Me la encontré una mañana fría mientras caminaba por un sendero tranquilo. Acurrucada entre la hierba escarchada, parecía un cachorrito recién nacido: rosada, sin pelo y apenas inquieta.
Estaba tan delicada que era difícil saber si respiraba. Instintivamente, la envolví en mi bufanda y corrí a casa. La metí en una caja de zapatos bajo una lámpara caliente antes de llevarla directamente al centro de rescate de vida silvestre más cercano.
El personal se reunió a su alrededor, desconcertado, intentando averiguar de qué especie podría ser. Tras consultar con especialistas, descubrieron algo inesperado: no era un cachorro, sino una coneja doméstica recién nacida de apenas unos días.
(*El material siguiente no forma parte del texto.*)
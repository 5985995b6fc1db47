//! Fraud Risk Scorer - Command-line entry point
//!
//! Loads the model once, then scores a single transaction from flags, a CSV
//! batch, or prints the model's feature-importance chart.

use anyhow::{Context, Result};
use clap::{Args, Parser, Subcommand};
use fraud_risk_scorer::{
    config::{AppConfig, LoggingConfig},
    metrics::ScoringMetrics,
    policy::validate_threshold,
    report::{render_importance_chart, render_verdict, CHART_WIDTH},
    ScoringContext, ScoringReport, TransactionRecord, TransactionType,
};
use std::path::PathBuf;
use std::time::Instant;
use tracing::{error, info, warn};
use tracing_subscriber::EnvFilter;

#[derive(Parser, Debug)]
#[command(name = "fraud-scorer", version, about = "Score payment transactions for fraud risk")]
struct Cli {
    /// Configuration file (default: config/config.toml if present)
    #[arg(long, global = true)]
    config: Option<PathBuf>,

    /// Model artifact, overriding the configured path
    #[arg(long, global = true)]
    model: Option<PathBuf>,

    #[command(subcommand)]
    command: Command,
}

#[derive(Subcommand, Debug)]
enum Command {
    /// Score a single transaction
    Score(ScoreArgs),
    /// Score every row of a PaySim-style CSV file, one JSON report per line
    Batch(BatchArgs),
    /// Print the model's feature importances
    Importance,
}

#[derive(Args, Debug)]
struct ScoreArgs {
    /// Time step
    #[arg(long, default_value_t = 0)]
    step: u64,

    /// TRANSFER, CASH_OUT, PAYMENT, CASH_IN or DEBIT
    #[arg(long = "type", value_name = "TYPE")]
    transaction_type: TransactionType,

    #[arg(long, value_parser = non_negative, default_value_t = 0.0)]
    amount: f64,

    /// Sender balance before the transaction
    #[arg(long, value_parser = non_negative, default_value_t = 0.0)]
    old_balance_origin: f64,

    /// Sender balance after the transaction
    #[arg(long, value_parser = non_negative, default_value_t = 0.0)]
    new_balance_origin: f64,

    /// Receiver balance before the transaction
    #[arg(long, value_parser = non_negative, default_value_t = 0.0)]
    old_balance_dest: f64,

    /// Receiver balance after the transaction
    #[arg(long, value_parser = non_negative, default_value_t = 0.0)]
    new_balance_dest: f64,

    /// Fraud probability threshold (overrides config)
    #[arg(long, value_parser = unit_interval)]
    threshold: Option<f64>,

    /// Print the report as JSON
    #[arg(long)]
    json: bool,
}

#[derive(Args, Debug)]
struct BatchArgs {
    /// CSV file with step,type,amount,oldbalanceOrg,newbalanceOrig,oldbalanceDest,newbalanceDest columns
    #[arg(long, short)]
    input: PathBuf,

    /// Fraud probability threshold (overrides config)
    #[arg(long, value_parser = unit_interval)]
    threshold: Option<f64>,
}

fn non_negative(s: &str) -> std::result::Result<f64, String> {
    let value: f64 = s.parse().map_err(|e| format!("{e}"))?;
    if value.is_finite() && value >= 0.0 {
        Ok(value)
    } else {
        Err(format!("{value} must be a non-negative number"))
    }
}

fn unit_interval(s: &str) -> std::result::Result<f64, String> {
    let value: f64 = s.parse().map_err(|e| format!("{e}"))?;
    validate_threshold(value).map_err(|e| e.to_string())
}

fn init_logging(config: &LoggingConfig) -> Result<()> {
    let filter = match EnvFilter::try_from_default_env() {
        Ok(filter) => filter,
        Err(_) => EnvFilter::new("warn")
            .add_directive(format!("fraud_risk_scorer={}", config.level).parse()?)
            .add_directive(format!("fraud_scorer={}", config.level).parse()?),
    };

    let builder = tracing_subscriber::fmt()
        .with_env_filter(filter)
        .with_writer(std::io::stderr);

    if config.format == "json" {
        builder.json().init();
    } else {
        builder.pretty().init();
    }

    Ok(())
}

fn main() -> Result<()> {
    let cli = Cli::parse();

    let mut config = match &cli.config {
        Some(path) => AppConfig::load_from_path(path)
            .with_context(|| format!("Failed to load configuration from {}", path.display()))?,
        None => AppConfig::load()?,
    };
    if let Some(model) = &cli.model {
        config.model.path = model.display().to_string();
    }

    init_logging(&config.logging)?;
    info!(
        model = %config.model.path,
        threshold = config.detection.threshold,
        "Configuration loaded"
    );

    let context = match ScoringContext::load(&config.model) {
        Ok(context) => context,
        Err(e) => {
            error!(model = %config.model.path, error = %e, "Cannot serve predictions");
            return Err(e).context("Failed to initialise scoring context");
        }
    };

    match cli.command {
        Command::Score(args) => {
            let threshold = args.threshold.unwrap_or(config.detection.threshold);
            score_one(&context, &args, threshold)
        }
        Command::Batch(args) => {
            let threshold = args.threshold.unwrap_or(config.detection.threshold);
            score_batch(&context, &args, threshold)
        }
        Command::Importance => {
            print!(
                "{}",
                render_importance_chart(context.feature_importance(), CHART_WIDTH)
            );
            Ok(())
        }
    }
}

fn score_one(context: &ScoringContext, args: &ScoreArgs, threshold: f64) -> Result<()> {
    let record = TransactionRecord {
        step: args.step,
        transaction_type: args.transaction_type,
        amount: args.amount,
        old_balance_origin: args.old_balance_origin,
        new_balance_origin: args.new_balance_origin,
        old_balance_dest: args.old_balance_dest,
        new_balance_dest: args.new_balance_dest,
    };

    let start_time = Instant::now();
    let result = context
        .score(&record, threshold)
        .context("Prediction failed")?;

    info!(
        tier = %result.tier,
        probability = result.probability,
        processing_time_us = start_time.elapsed().as_micros() as u64,
        "Transaction scored"
    );

    if args.json {
        let report = ScoringReport::new(&result, threshold).with_top_features(
            context.top_features().into_iter().map(String::from).collect(),
        );
        println!("{}", serde_json::to_string_pretty(&report)?);
    } else {
        println!("{}", render_verdict(&result, threshold));
        println!("Feature importance:");
        print!(
            "{}",
            render_importance_chart(context.feature_importance(), CHART_WIDTH)
        );
    }

    Ok(())
}

fn score_batch(context: &ScoringContext, args: &BatchArgs, threshold: f64) -> Result<()> {
    let mut reader = csv::ReaderBuilder::new()
        .trim(csv::Trim::All)
        .from_path(&args.input)
        .with_context(|| format!("Failed to open {}", args.input.display()))?;

    let mut metrics = ScoringMetrics::new();
    let top_features: Vec<String> = context
        .top_features()
        .into_iter()
        .map(String::from)
        .collect();

    info!(input = %args.input.display(), threshold = threshold, "Starting batch scoring");

    for (index, row) in reader.deserialize::<TransactionRecord>().enumerate() {
        let record = match row {
            Ok(record) => record,
            Err(e) => {
                warn!(record = index, error = %e, "Skipping unreadable row");
                metrics.record_failure();
                continue;
            }
        };

        if let Err(e) = record.validate() {
            warn!(record = index, error = %e, "Skipping invalid row");
            metrics.record_failure();
            continue;
        }

        let start_time = Instant::now();
        match context.score(&record, threshold) {
            Ok(result) => {
                metrics.record_scored(start_time.elapsed(), result.probability, result.tier);

                let report = ScoringReport::new(&result, threshold)
                    .with_record_index(index)
                    .with_top_features(top_features.clone());
                println!("{}", serde_json::to_string(&report)?);
            }
            Err(e) => {
                error!(record = index, error = %e, "Prediction failed");
                metrics.record_failure();
            }
        }
    }

    metrics.print_summary();
    Ok(())
}
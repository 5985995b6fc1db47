//! Type definitions for the scoring pipeline

pub mod assessment;
pub mod transaction;

pub use assessment::{RiskTier, ScoringReport, ScoringResult};
pub use transaction::{TransactionRecord, TransactionType};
Como no se conocían nidos de conejos, dueños de mascotas ni criadores en la zona, nadie podía explicar cómo un bebé tan vulnerable terminó solo.
El misterio se profundizó cuando una pareja se acercó al centro y dijo que su golden retriever había recogido algo pequeño esa mañana y había tratado de llevárselo.
Habían asumido que era un juguete viejo y no se habían dado cuenta de que había descubierto el mismo animalito que yo encontré más tarde.
En cierto modo, dos actos de bondad (uno de un perro y otro de un extraño) le habían dado a este conejito una oportunidad que de otro modo nunca habría tenido.
El centro la llamó Willow, y desde su llegada, necesitó cuidados intensivos constantes. El personal la alimentó con fórmula especial, le controló la temperatura y la mantuvo en una incubadora para imitar el calor de su madre desaparecida.